George Halliwell has been a headhunter in Charlottetown for the past seven years and has never seen such a wave of Canadians clamouring to move east.

“I’m searching for an engineer in Halifax right now and everyone from the automotive industry in Ontario is applying for the job, said Halliwell, who does recruiting across Canada.

“They might make $60,000 in Toronto or Guelph, but they’re willing to take $50,000 here because of the housing costs, the way of life is a lot simpler, there are no traffic jams and it’s more family oriented.”

Businesses are benefiting because they can choose from a wider pool of skilled talent, Halliwell said in an interview with the Globe and Mail.

“We’re able to relocate people now who otherwise wouldn’t think of coming to the Maritimes.”

His observations come as a Manpower Canada survey this month showed employers in Charlottetown are the most optimistic in the country about future hiring plans.

“Confidence is rampant,” says Douglas Coles, vice-president of Coles Associates, who has hired two engineers recently and plans to hire more to help design new hotels, schools and hospitals in the province.

The upbeat mood isn’t confined to Charlottetown.

Atlantic Canada, much of which never fully boomed in the good times, has so far been insulated from the worst of the bust.

Job losses have been more muted.
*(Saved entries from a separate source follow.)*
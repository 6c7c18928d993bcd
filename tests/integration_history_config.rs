use std::time::Duration;

use tempfile::tempdir;
use typeflow::config::{Config, ConfigStore, FileConfigStore};
use typeflow::history::HistoryDb;
use typeflow::session::{CompletionReason, SessionConfig, TypingSession};

fn finished_session(text: &str, typed_at: &[(usize, u64)], config: SessionConfig) -> TypingSession {
    let mut session = TypingSession::new(text, config);
    for &(len, at) in typed_at {
        session.on_input_change(&text[..len], at);
    }
    session
}

#[test]
fn completed_sessions_persist_across_reopen() {
    let dir = tempdir().unwrap();
    let path = dir.path().join("state").join("history.db");

    let session = finished_session("hello", &[(1, 0), (3, 1_000), (5, 2_000)], SessionConfig::default());
    let summary = session.summary("tests", "short").unwrap();
    assert_eq!(summary.elapsed_ms, 2_000);
    assert_eq!(summary.chars_typed, 5);
    assert_eq!(summary.flow, None);

    {
        let db = HistoryDb::open(&path).unwrap();
        db.record(&summary).unwrap();
    }

    let db = HistoryDb::open(&path).unwrap();
    assert_eq!(db.count().unwrap(), 1);
    let best = db.personal_best("tests", "short").unwrap().unwrap();
    assert_eq!(best.wpm, summary.wpm);
    assert_eq!(best.completion, CompletionReason::Matched);
}

#[test]
fn unfinished_session_has_no_summary() {
    let session = finished_session("hello", &[(2, 0)], SessionConfig::default());
    assert!(session.summary("tests", "short").is_none());
}

#[test]
fn timed_out_session_exports_to_csv() {
    let mut session = TypingSession::new(
        "a long sentence that will not be finished",
        SessionConfig {
            time_limit: Some(Duration::from_secs(10)),
            track_flow: true,
            ..SessionConfig::default()
        },
    );
    session.on_input_change("a lo", 0);
    session.on_tick(10_000);

    let db = HistoryDb::open_in_memory().unwrap();
    db.record(&session.summary("tests", "long").unwrap()).unwrap();

    let mut out = Vec::new();
    let rows = db.export_csv(&mut out).unwrap();
    let csv = String::from_utf8(out).unwrap();

    assert_eq!(rows, 1);
    let mut lines = csv.lines();
    assert!(lines.next().unwrap().starts_with("category,item,wpm,accuracy,flow"));
    let row = lines.next().unwrap();
    assert!(row.starts_with("tests,long,"));
    assert!(row.contains("time_expired"));
}

#[test]
fn preferences_roundtrip_into_session_config() {
    let dir = tempdir().unwrap();
    let store = FileConfigStore::with_path(dir.path().join("nested").join("config.json"));

    let config = Config {
        time_limit_secs: Some(60),
        track_flow: false,
        category: "rust".into(),
        item: Some("traits".into()),
        ..Config::default()
    };
    store.save(&config).unwrap();

    let loaded = store.load();
    assert_eq!(loaded, config);

    let session_config = SessionConfig::from(&loaded);
    assert_eq!(session_config.time_limit, Some(Duration::from_secs(60)));
    assert!(!session_config.track_flow);
}

#[test]
fn partial_preferences_fill_in_defaults() {
    let dir = tempdir().unwrap();
    let path = dir.path().join("config.json");
    std::fs::write(&path, r#"{ "category": "python" }"#).unwrap();

    let loaded = FileConfigStore::with_path(&path).load();

    assert_eq!(loaded.category, "python");
    assert!(loaded.track_flow);
    assert!(loaded.save_history);
    assert_eq!(loaded.time_limit_secs, None);
}
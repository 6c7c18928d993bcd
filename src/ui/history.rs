use ratatui::{
    layout::{Alignment, Constraint, Direction, Layout},
    style::{Color, Modifier, Style},
    widgets::{Block, Borders, Cell, Paragraph, Row, Table},
    Frame,
};
use typeflow::{history::SessionSummary, rating::format_clock, session::CompletionReason};

use crate::App;

/// Pure presenter for a single history row
pub fn present_row(summary: &SessionSummary) -> Row<'static> {
    let accuracy_color = match summary.accuracy {
        98.. => Color::Green,
        90..=97 => Color::Yellow,
        _ => Color::Red,
    };

    let ending = match summary.completion {
        CompletionReason::Matched => "done",
        CompletionReason::TimeExpired => "time",
    };

    Row::new(vec![
        Cell::from(summary.finished_at.format("%Y-%m-%d %H:%M").to_string()),
        Cell::from(format!("{}/{}", summary.category, summary.item)),
        Cell::from(summary.wpm.to_string()).style(Style::default().add_modifier(Modifier::BOLD)),
        Cell::from(format!("{}%", summary.accuracy)).style(Style::default().fg(accuracy_color)),
        Cell::from(summary.flow.map_or_else(|| "-".to_string(), |f| f.to_string())),
        Cell::from(format_clock(summary.elapsed_ms / 1000)),
        Cell::from(ending),
    ])
}

/// Render the session history screen
pub fn render_history(app: &mut App, f: &mut Frame) {
    let area = f.area();

    let chunks = Layout::default()
        .direction(Direction::Vertical)
        .margin(2)
        .constraints([
            Constraint::Length(3), // Title
            Constraint::Min(0),    // Table
            Constraint::Length(2), // Instructions
        ])
        .split(area);

    let title = Paragraph::new(format!("Recent Sessions ({})", app.recent.len()))
        .block(Block::default().borders(Borders::ALL).title("History"))
        .style(
            Style::default()
                .fg(Color::Cyan)
                .add_modifier(Modifier::BOLD),
        )
        .alignment(Alignment::Center);
    f.render_widget(title, chunks[0]);

    if app.recent.is_empty() {
        let message = if app.history.is_some() {
            "No sessions recorded yet. Finish a practice run to see it here."
        } else {
            "History is unavailable."
        };
        let no_data = Paragraph::new(message)
            .alignment(Alignment::Center)
            .style(Style::default().fg(Color::Gray));
        f.render_widget(no_data, chunks[1]);
    } else {
        let table_height = chunks[1].height.saturating_sub(3) as usize; // borders + header
        let max_scroll = app.recent.len().saturating_sub(table_height);
        if app.history_view.scroll_offset > max_scroll {
            app.history_view.scroll_offset = max_scroll;
        }

        let header = Row::new(vec![
            Cell::from("Finished"),
            Cell::from("Text"),
            Cell::from("WPM"),
            Cell::from("Acc"),
            Cell::from("Flow"),
            Cell::from("Time"),
            Cell::from("End"),
        ])
        .style(
            Style::default()
                .fg(Color::Yellow)
                .add_modifier(Modifier::BOLD),
        );

        let visible_rows: Vec<Row> = app
            .recent
            .iter()
            .skip(app.history_view.scroll_offset)
            .take(table_height)
            .map(present_row)
            .collect();

        let widths = [
            Constraint::Length(17),
            Constraint::Min(16),
            Constraint::Length(5),
            Constraint::Length(5),
            Constraint::Length(5),
            Constraint::Length(6),
            Constraint::Length(5),
        ];

        let table = Table::new(visible_rows, widths)
            .header(header)
            .block(Block::default().borders(Borders::ALL).title("Sessions"))
            .column_spacing(2);

        f.render_widget(table, chunks[1]);
    }

    let instructions = Paragraph::new("(↑/↓) scroll  (b/backspace) back  (n) next  (r) retry  (esc) quit")
        .alignment(Alignment::Center)
        .wrap(ratatui::widgets::Wrap { trim: true });
    f.render_widget(instructions, chunks[2]);
}

#[cfg(test)]
mod tests {
    use super::*;
    use chrono::Local;

    #[test]
    fn present_row_handles_missing_flow() {
        let summary = SessionSummary {
            category: "tests".into(),
            item: "short".into(),
            wpm: 51,
            accuracy: 93,
            flow: None,
            elapsed_ms: 75_000,
            chars_typed: 320,
            completion: CompletionReason::TimeExpired,
            finished_at: Local::now(),
        };

        // Row has no public accessors; building it must not panic
        let _row = present_row(&summary);
    }
}
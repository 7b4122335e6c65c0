//! Commands module
//!
//! Defines all CLI commands and their handlers.

mod job;
mod worker;

pub use job::{PollArgs, SubmitArgs};
pub use worker::WorkerCommands;

use anyhow::{Context, Result};
use clap::Subcommand;
use colored::*;

use crate::config::Config;

/// Top-level CLI commands
#[derive(Subcommand)]
pub enum Commands {
    /// Check that the backend is reachable
    Health,
    /// Submit an optimization job
    Submit(SubmitArgs),
    /// Watch a job until it finishes or the attempt budget runs out
    Watch {
        /// Job ID
        job_id: String,

        #[command(flatten)]
        poll: PollArgs,
    },
    /// Show a job's current record
    Job {
        /// Job ID
        job_id: String,
    },
    /// Worker-side operations (requires the worker token)
    Worker {
        #[command(subcommand)]
        command: WorkerCommands,
    },
}

/// Handle a CLI command
///
/// Routes the command to the appropriate handler module.
pub async fn handle_command(command: Commands, config: &Config) -> Result<()> {
    match command {
        Commands::Health => health(config).await,
        Commands::Submit(args) => job::submit(config, args).await,
        Commands::Watch { job_id, poll } => job::watch(config, job_id.into(), poll).await,
        Commands::Job { job_id } => job::get_job(config, job_id.into()).await,
        Commands::Worker { command } => worker::handle_worker_command(command, config).await,
    }
}

async fn health(config: &Config) -> Result<()> {
    config
        .client()
        .ping()
        .await
        .with_context(|| format!("Backend at {} is not healthy", config.api_url))?;

    println!("{} Backend at {} is up", "✓".green(), config.api_url);
    Ok(())
}

/// Resolves on Ctrl-C
///
/// If the signal handler cannot be installed this never resolves, so a
/// failed listener is not mistaken for an interrupt.
async fn interrupted() {
    wait_for_interrupt(tokio::signal::ctrl_c()).await
}

async fn wait_for_interrupt(signal: impl Future<Output = std::io::Result<()>>) {
    if let Err(e) = signal.await {
        tracing::warn!("Cannot listen for Ctrl-C: {}", e);
        std::future::pending::<()>().await;
    }
}
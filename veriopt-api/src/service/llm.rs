//! LLM Relay Service
//!
//! Forwards agent-role prompts to an OpenAI-compatible chat completions
//! endpoint and normalizes the reply into JSON.

use serde::{Deserialize, Serialize};
use serde_json::{Value, json};
use veriopt_core::dto::llm::LlmRole;

use crate::config::LlmConfig;

const TEMPERATURE: f32 = 0.2;

const TRANSFORMS: &str =
    "pipeline_depth, unroll_factor, fsm_encoding, abc_script, resource_sharing, clock_period_ns";

/// Service error type
#[derive(Debug)]
pub enum LlmError {
    InvalidRole(String),
    /// Upstream failure; the message carries the upstream text verbatim
    Upstream(String),
}

impl std::fmt::Display for LlmError {
    fn fmt(&self, f: &mut std::fmt::Formatter<'_>) -> std::fmt::Result {
        match self {
            LlmError::InvalidRole(role) => write!(f, "invalid role '{role}'"),
            LlmError::Upstream(msg) => f.write_str(msg),
        }
    }
}

/// Parse a role name as sent by callers
pub fn parse_role(role: &str) -> Result<LlmRole, LlmError> {
    LlmRole::parse(role).ok_or_else(|| LlmError::InvalidRole(role.to_string()))
}

/// System prompt for each agent role
pub fn system_prompt(role: LlmRole) -> String {
    match role {
        LlmRole::Planner => format!(
            "You are the Planner for an RTL PPA optimizer. Propose 2-3 SAFE optimization \
             candidates that do NOT change I/O interfaces. Use only these transforms: {TRANSFORMS}. \
             Return valid JSON: {{\"candidates\":[{{\"transform\":\"...\", \"params\":{{...}}, \
             \"rationale\":\"...\"}}]}}"
        ),
        LlmRole::Programmer => "You are the Programmer for an RTL optimizer. Apply the requested \
             transform to the Verilog code without changing module I/O. Return valid JSON: \
             {\"patches\":[{\"path\":\"...\", \"unified_diff\":\"...\"}], \"explanation\":\"...\"}"
            .to_string(),
        LlmRole::Reviewer => "You are the Reviewer. Check that the proposed changes are safe and \
             keep functional correctness: identical port lists, no width mismatches, no inferred \
             latches. Return valid JSON: {\"ok\": true/false, \"reasons\":[\"...\"]}"
            .to_string(),
        LlmRole::Evaluator => "You are the Evaluator. Decide whether optimization should stop \
             based on the results. Return valid JSON: {\"stop\": true/false, \"reason\":\"...\"}"
            .to_string(),
    }
}

/// Slice from the first `{` to the last `}`, tolerating prose around it
pub fn extract_json_block(text: &str) -> Option<&str> {
    let start = text.find('{')?;
    let end = text.rfind('}')?;
    (end > start).then(|| &text[start..=end])
}

/// Turn model output into JSON, wrapping anything unparsable
pub fn interpret_reply(text: &str) -> Value {
    extract_json_block(text)
        .and_then(|block| serde_json::from_str::<Value>(block).ok())
        .unwrap_or_else(|| json!({ "raw_response": text }))
}

/// Deterministic replies used when the relay runs in mock mode
fn mock_reply(role: LlmRole, payload: &Value) -> Value {
    match role {
        LlmRole::Planner => json!({
            "candidates": [
                {"transform": "abc_script", "params": {"script": "resyn2"}, "rationale": "standard mapping"},
                {"transform": "pipeline_depth", "params": {"depth": 1}, "rationale": "reduce comb depth"}
            ]
        }),
        LlmRole::Programmer => json!({"patches": [], "synth_script_patch": null}),
        LlmRole::Reviewer => json!({"ok": true}),
        LlmRole::Evaluator => json!({
            "stop": false,
            "reason": "continue",
            "next_hints": ["abc_script"],
            "best": payload.get("current_best").cloned().unwrap_or_else(|| json!({}))
        }),
    }
}

#[derive(Debug, Serialize, Deserialize)]
struct ChatMessage {
    role: String,
    content: String,
}

#[derive(Debug, Serialize)]
struct ChatRequest<'a> {
    model: &'a str,
    messages: Vec<ChatMessage>,
    temperature: f32,
}

#[derive(Debug, Deserialize)]
struct ChatResponse {
    #[serde(default)]
    choices: Vec<ChatChoice>,
}

#[derive(Debug, Deserialize)]
struct ChatChoice {
    message: ChatMessage,
}

/// Client for the chat completions upstream
#[derive(Debug, Clone)]
pub struct LlmClient {
    http: reqwest::Client,
    config: LlmConfig,
}

impl LlmClient {
    pub fn new(config: LlmConfig) -> Result<Self, reqwest::Error> {
        let http = reqwest::Client::builder().timeout(config.timeout).build()?;
        Ok(Self { http, config })
    }

    /// Ask the model to act as `role` on `payload`
    pub async fn complete(&self, role: LlmRole, payload: &Value) -> Result<Value, LlmError> {
        if self.config.mock {
            tracing::debug!("Mock LLM reply for role: {}", role);
            return Ok(mock_reply(role, payload));
        }

        let url = format!("{}/chat/completions", self.config.base_url);
        let request = ChatRequest {
            model: &self.config.model,
            messages: vec![
                ChatMessage {
                    role: "system".to_string(),
                    content: system_prompt(role),
                },
                ChatMessage {
                    role: "user".to_string(),
                    content: payload.to_string(),
                },
            ],
            temperature: TEMPERATURE,
        };

        let response = self
            .http
            .post(&url)
            .bearer_auth(&self.config.api_key)
            .json(&request)
            .send()
            .await
            .map_err(|e| LlmError::Upstream(format!("AI gateway request failed: {e}")))?;

        let status = response.status();
        if !status.is_success() {
            let body = response.text().await.unwrap_or_default();
            tracing::error!("AI gateway error: {} {}", status, body);
            return Err(LlmError::Upstream(format!(
                "AI gateway error: {}: {}",
                status.as_u16(),
                body
            )));
        }

        let chat: ChatResponse = response
            .json()
            .await
            .map_err(|e| LlmError::Upstream(format!("AI gateway returned invalid JSON: {e}")))?;

        let content = chat
            .choices
            .into_iter()
            .next()
            .map(|choice| choice.message.content)
            .ok_or_else(|| LlmError::Upstream("AI gateway returned no choices".to_string()))?;

        let reply = interpret_reply(&content);
        tracing::info!("LLM {} response received", role);

        Ok(reply)
    }
}
//! API Module
//!
//! HTTP API layer for the backend.
//! Each submodule handles endpoints for a specific caller:
//! - `job`: front-end submission/lookup and the worker callback
//! - `worker`: token-protected claim and finish endpoints
//! - `llm`: relay to the chat completions upstream

pub mod error;
pub mod health;
pub mod job;
pub mod llm;
pub mod worker;

use axum::{
    Router,
    http::{HeaderName, HeaderValue, Method, header},
    routing::{get, post},
};
use tower_http::cors::{AllowOrigin, CorsLayer};
use tower_http::trace::TraceLayer;

use crate::state::AppState;

/// Create the main API router with all endpoints
pub fn create_router(state: AppState) -> Router {
    let cors = cors_layer(&state.config.allowed_origins);

    Router::new()
        // Health check
        .route("/healthz", get(health::health_check))
        // Client endpoints
        .route("/start-optimization", post(job::start_optimization))
        .route("/job/{job_id}", get(job::get_job))
        // Worker endpoints
        .route("/eda-worker-callback", post(job::worker_callback))
        .route(
            "/next-queued-job",
            get(worker::next_queued_job).post(worker::next_queued_job),
        )
        .route("/finish-job", post(worker::finish_job))
        // LLM relay
        .route("/llm-orchestrator", post(llm::llm_orchestrator))
        // Add state and middleware
        .with_state(state)
        .layer(cors)
        .layer(TraceLayer::new_for_http())
}

/// `*` anywhere in the list opens the API to every origin, without
/// credentials since browsers refuse a wildcard origin alongside them.
fn cors_layer(origins: &[String]) -> CorsLayer {
    let layer = CorsLayer::new()
        .allow_methods([Method::GET, Method::POST, Method::OPTIONS])
        .allow_headers([
            header::AUTHORIZATION,
            header::CONTENT_TYPE,
            HeaderName::from_static("x-client-info"),
            HeaderName::from_static("apikey"),
        ]);

    if origins.iter().any(|origin| origin == "*") {
        tracing::info!("CORS open to any origin; credentials disabled");
        return layer.allow_origin(AllowOrigin::any());
    }

    let origins: Vec<HeaderValue> = origins
        .iter()
        .filter_map(|origin| match HeaderValue::from_str(origin) {
            Ok(value) => Some(value),
            Err(_) => {
                tracing::warn!("Ignoring invalid CORS origin: {}", origin);
                None
            }
        })
        .collect();

    layer
        .allow_origin(AllowOrigin::list(origins))
        .allow_credentials(true)
}
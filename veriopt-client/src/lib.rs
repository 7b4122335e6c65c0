//! Veriopt HTTP Client
//!
//! A small, type-safe client for the optimization backend.
//!
//! Front ends use it to submit jobs and watch them; the demo worker uses the
//! token-protected claim and finish endpoints. The [`poller`] module turns
//! repeated job lookups into a cancellable watch loop.
//!
//! # Example
//!
//! ```no_run
//! use veriopt_client::OptimizerClient;
//! use veriopt_core::domain::spec::OptimizationSpec;
//!
//! #[tokio::main]
//! async fn main() -> Result<(), Box<dyn std::error::Error>> {
//!     let client = OptimizerClient::new("http://localhost:8000");
//!
//!     let job_id = client
//!         .start_optimization(&OptimizationSpec::new("module top(); endmodule"))
//!         .await?;
//!
//!     println!("Submitted job: {}", job_id);
//!     Ok(())
//! }
//! ```

pub mod error;
mod jobs;
pub mod poller;
mod worker;

// Re-export commonly used types
pub use error::{ClientError, Result, SubmissionError};
pub use poller::{JobPoller, JobSource, PollHandle, PollOutcome, PollPolicy, PollUpdate};

use reqwest::{Client, Url};
use serde::de::DeserializeOwned;

/// HTTP client for the optimization backend
///
/// Methods are grouped by caller:
/// - Submission and lookup (start optimization, get job, health)
/// - Worker lifecycle (claim, progress callback, finish)
#[derive(Debug, Clone)]
pub struct OptimizerClient {
    /// Base URL of the backend (e.g., "http://localhost:8000")
    base_url: String,
    /// Shared secret sent as a bearer token on worker endpoints
    worker_token: Option<String>,
    /// HTTP client instance
    client: Client,
}

impl OptimizerClient {
    /// Create a new client
    ///
    /// # Example
    /// ```
    /// use veriopt_client::OptimizerClient;
    ///
    /// let client = OptimizerClient::new("http://localhost:8000");
    /// ```
    pub fn new(base_url: impl Into<String>) -> Self {
        Self::with_client(base_url, Client::new())
    }

    /// Create a new client with a custom HTTP client
    ///
    /// This allows you to configure timeouts, proxies, TLS settings, etc.
    pub fn with_client(base_url: impl Into<String>, client: Client) -> Self {
        let base_url = base_url.into();
        Self {
            base_url: base_url.trim_end_matches('/').to_string(),
            worker_token: None,
            client,
        }
    }

    /// Attach the worker secret used by the claim and finish endpoints
    pub fn with_worker_token(mut self, token: impl Into<String>) -> Self {
        self.worker_token = Some(token.into());
        self
    }

    /// Get the base URL of the backend
    pub fn base_url(&self) -> &str {
        &self.base_url
    }

    /// Build an endpoint URL, percent-encoding each path segment
    fn endpoint(&self, segments: &[&str]) -> Result<Url> {
        let mut url = Url::parse(&self.base_url).map_err(|e| {
            ClientError::InvalidRequest(format!("Invalid base URL {}: {}", self.base_url, e))
        })?;

        url.path_segments_mut()
            .map_err(|_| {
                ClientError::InvalidRequest(format!("Base URL cannot take a path: {}", self.base_url))
            })?
            .pop_if_empty()
            .extend(segments);

        Ok(url)
    }

    fn require_worker_token(&self) -> Result<&str> {
        self.worker_token
            .as_deref()
            .ok_or_else(|| ClientError::InvalidRequest("Worker token not configured".to_string()))
    }

    // =============================================================================
    // Response Handlers
    // =============================================================================

    /// Handle an API response and deserialize JSON
    async fn handle_response<T: DeserializeOwned>(&self, response: reqwest::Response) -> Result<T> {
        let status = response.status();

        if !status.is_success() {
            let error_text = response
                .text()
                .await
                .unwrap_or_else(|_| "Unknown error".to_string());
            return Err(ClientError::api_error(status.as_u16(), error_text));
        }

        response
            .json()
            .await
            .map_err(|e| ClientError::ParseError(format!("Failed to parse JSON response: {}", e)))
    }

    /// Handle an API response that returns no content
    async fn handle_empty_response(&self, response: reqwest::Response) -> Result<()> {
        let status = response.status();

        if !status.is_success() {
            let error_text = response
                .text()
                .await
                .unwrap_or_else(|_| "Unknown error".to_string());
            return Err(ClientError::api_error(status.as_u16(), error_text));
        }

        Ok(())
    }
}
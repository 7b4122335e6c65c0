//! Backend configuration
//!
//! Everything is read from the environment (optionally seeded from a `.env`
//! file). Database credentials, the worker secret and LLM access are all
//! external concerns; missing values fall back to local-development defaults.

use std::time::Duration;

/// Origins of the local front-end dev servers
const DEFAULT_ALLOWED_ORIGINS: [&str; 4] = [
    "http://127.0.0.1:5173",
    "http://localhost:5173",
    "http://127.0.0.1:8080",
    "http://localhost:8080",
];

/// Backend configuration
#[derive(Debug, Clone)]
pub struct ApiConfig {
    /// Address the HTTP server binds to
    pub bind_addr: String,

    /// Postgres connection string; `None` selects the in-memory store
    pub database_url: Option<String>,

    /// Shared secret workers present as `Authorization: Bearer <token>`
    pub worker_token: String,

    /// Browser origins allowed by CORS
    pub allowed_origins: Vec<String>,

    pub llm: LlmConfig,
}

/// Settings for the OpenAI-compatible chat completions upstream
#[derive(Debug, Clone)]
pub struct LlmConfig {
    /// Base URL up to and including the API version (e.g. `.../v1`)
    pub base_url: String,
    pub api_key: String,
    pub model: String,
    pub timeout: Duration,
    /// Answer with canned replies instead of calling the upstream
    pub mock: bool,
}

impl Default for LlmConfig {
    fn default() -> Self {
        Self {
            base_url: "http://localhost:8080/v1".to_string(),
            api_key: "no-key".to_string(),
            model: "mistralai/Mistral-7B-Instruct-v0.3".to_string(),
            timeout: Duration::from_secs(120),
            mock: false,
        }
    }
}

impl Default for ApiConfig {
    fn default() -> Self {
        Self {
            bind_addr: "0.0.0.0:8000".to_string(),
            database_url: None,
            worker_token: "local-worker-secret".to_string(),
            allowed_origins: DEFAULT_ALLOWED_ORIGINS
                .iter()
                .map(|s| s.to_string())
                .collect(),
            llm: LlmConfig::default(),
        }
    }
}

impl ApiConfig {
    /// Creates configuration from environment variables
    ///
    /// Recognized variables:
    /// - DATABASE_URL (optional; in-memory store when unset)
    /// - VERIOPT_BIND_ADDR (default: 0.0.0.0:8000)
    /// - WORKER_TOKEN (default: local-worker-secret)
    /// - ALLOWED_ORIGINS (comma separated)
    /// - LLM_BASE_URL, LLM_API_KEY, LLM_MODEL, LLM_TIMEOUT_SECS
    /// - MOCK_ORCH=1 to answer LLM calls with canned replies
    pub fn from_env() -> Self {
        let defaults = Self::default();

        let llm = LlmConfig {
            base_url: env_or("LLM_BASE_URL", defaults.llm.base_url)
                .trim_end_matches('/')
                .to_string(),
            api_key: env_or("LLM_API_KEY", defaults.llm.api_key),
            model: env_or("LLM_MODEL", defaults.llm.model),
            timeout: std::env::var("LLM_TIMEOUT_SECS")
                .ok()
                .and_then(|s| s.parse::<u64>().ok())
                .map(Duration::from_secs)
                .unwrap_or(defaults.llm.timeout),
            mock: std::env::var("MOCK_ORCH").is_ok_and(|v| v == "1"),
        };

        Self {
            bind_addr: env_or("VERIOPT_BIND_ADDR", defaults.bind_addr),
            database_url: std::env::var("DATABASE_URL")
                .ok()
                .filter(|s| !s.trim().is_empty()),
            worker_token: env_or("WORKER_TOKEN", defaults.worker_token),
            allowed_origins: std::env::var("ALLOWED_ORIGINS")
                .map(|s| parse_origins(&s))
                .unwrap_or(defaults.allowed_origins),
            llm,
        }
    }

    /// Validates the configuration
    pub fn validate(&self) -> anyhow::Result<()> {
        if self.worker_token.trim().is_empty() {
            anyhow::bail!("worker_token cannot be empty");
        }

        if self.bind_addr.is_empty() {
            anyhow::bail!("bind_addr cannot be empty");
        }

        if !self.llm.mock
            && !self.llm.base_url.starts_with("http://")
            && !self.llm.base_url.starts_with("https://")
        {
            anyhow::bail!("llm base_url must start with http:// or https://");
        }

        if self.llm.timeout.as_secs() == 0 {
            anyhow::bail!("llm timeout must be greater than 0");
        }

        Ok(())
    }
}

fn env_or(key: &str, default: String) -> String {
    std::env::var(key).unwrap_or(default)
}

/// Split a comma separated origin list, dropping blanks
fn parse_origins(raw: &str) -> Vec<String> {
    raw.split(',')
        .map(str::trim)
        .filter(|s| !s.is_empty())
        .map(str::to_string)
        .collect()
}

#[cfg(test)]
mod tests {
    use super::*;

    #[test]
    fn test_default_config() {
        let config = ApiConfig::default();
        assert_eq!(config.bind_addr, "0.0.0.0:8000");
        assert!(config.database_url.is_none());
        assert_eq!(config.allowed_origins.len(), 4);
        assert!(config.validate().is_ok());
    }

    #[test]
    fn test_config_validation() {
        let mut config = ApiConfig::default();

        config.worker_token = "  ".to_string();
        assert!(config.validate().is_err());
        config.worker_token = "secret".to_string();

        config.llm.base_url = "not-a-url".to_string();
        assert!(config.validate().is_err());

        // Mock mode never calls the upstream
        config.llm.mock = true;
        assert!(config.validate().is_ok());
    }

    #[test]
    fn test_parse_origins() {
        assert_eq!(
            parse_origins("http://a.test, ,http://b.test "),
            vec!["http://a.test".to_string(), "http://b.test".to_string()]
        );
        assert!(parse_origins("").is_empty());
    }
}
Retail spending is outpacing the rest of the country. And the expected decline in house prices in other parts of Canada this year isn’t forecast to occur in the East.

“We don’t make cars. And we don’t have the same exposure to commodities,” says Charles Cirtwill, Halifax-based executive vice-president of the Atlantic Institute for Market Studies.

“We have a much more diversified economy, and a few areas such as financial services are even growing.”

The region isn’t immune to a recession that’s touched every corner of the globe. But employment numbers suggest it has so far been more cushioned in this downturn.

Job losses have snowballed through Central Canada, Alberta and B.C., while employment levels in P.E.I. and Nova Scotia have been flat since October.

New Brunswick and Newfoundland have shed roughly 3,000 jobs apiece in that time, Statistics Canada calculates.

Some of the effect may be seasonal as employers ramp up in the tourism, agricultural and fisheries sectors.

But job growth isn’t confined to those industries. Lockheed Martin Canada said Wednesday it plans to create up to 100 new jobs within the next five years in Halifax for positions ranging from software engineers to computer systems analysts. The move will more than double its workforce in the city.

The city’s financial district also continues to expand. Bermuda-based Flagstone Reinsurance Holdings Ltd. said this month it’s hiring up to 80 more people for positions with average salaries of about $100,000.

Research In Motion Ltd., meantime, is halfway through hiring 1,200 over the next five years for a technical support operations centre.

Signs of relative health in the region aren’t confined to the labour market.

Retail spending rose in all four Atlantic provinces in January, and the growth over the past year outstrips all other provinces except Saskatchewan, according to Statscan.

Consumer confidence is climbing. And the most optimistic businesses in the country these days reside in Newfoundland and Labrador, a Canadian Federation of Independent Business poll showed this month.

The housing market, too, fares better by comparison. House prices in the Atlantic region are expected to rise or hold steady this year, compared to declines in the rest of the country, Canada Mortgage and Housing Corp. predicts.